Task directions - Write only the number of lines below in which "actors" occurs.

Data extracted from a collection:
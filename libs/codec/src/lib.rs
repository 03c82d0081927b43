//! # Lamport Machines Wire Codec
//!
//! ## Purpose
//!
//! The "rules" layer shared by every machine: what a frame looks like on a
//! byte stream and how to turn bytes back into typed values.
//!
//! - [`ActorId`] and [`Message`], the values machines exchange
//! - [`Frame`] encoding with a length prefix, magic, version and checksum
//! - [`ProtocolError`] for everything that can be wrong with received bytes
//!
//! ## What This Crate Does NOT Contain
//!
//! - Socket management or connection handling (belongs in `network`)
//! - Clock rules (belong in `machine-actors`)
//!
//! ## Architecture Role
//!
//! ```text
//! machine-actors → [codec] → network
//!       ↑            ↓          ↓
//!   Message      Frame bytes   Sockets
//! ```

pub mod constants;
pub mod error;
pub mod frame;

pub use constants::*;
pub use error::{ProtocolError, ProtocolResult};
pub use frame::{check_frame_len, ActorId, Frame, FrameKind, Message};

The answer - 2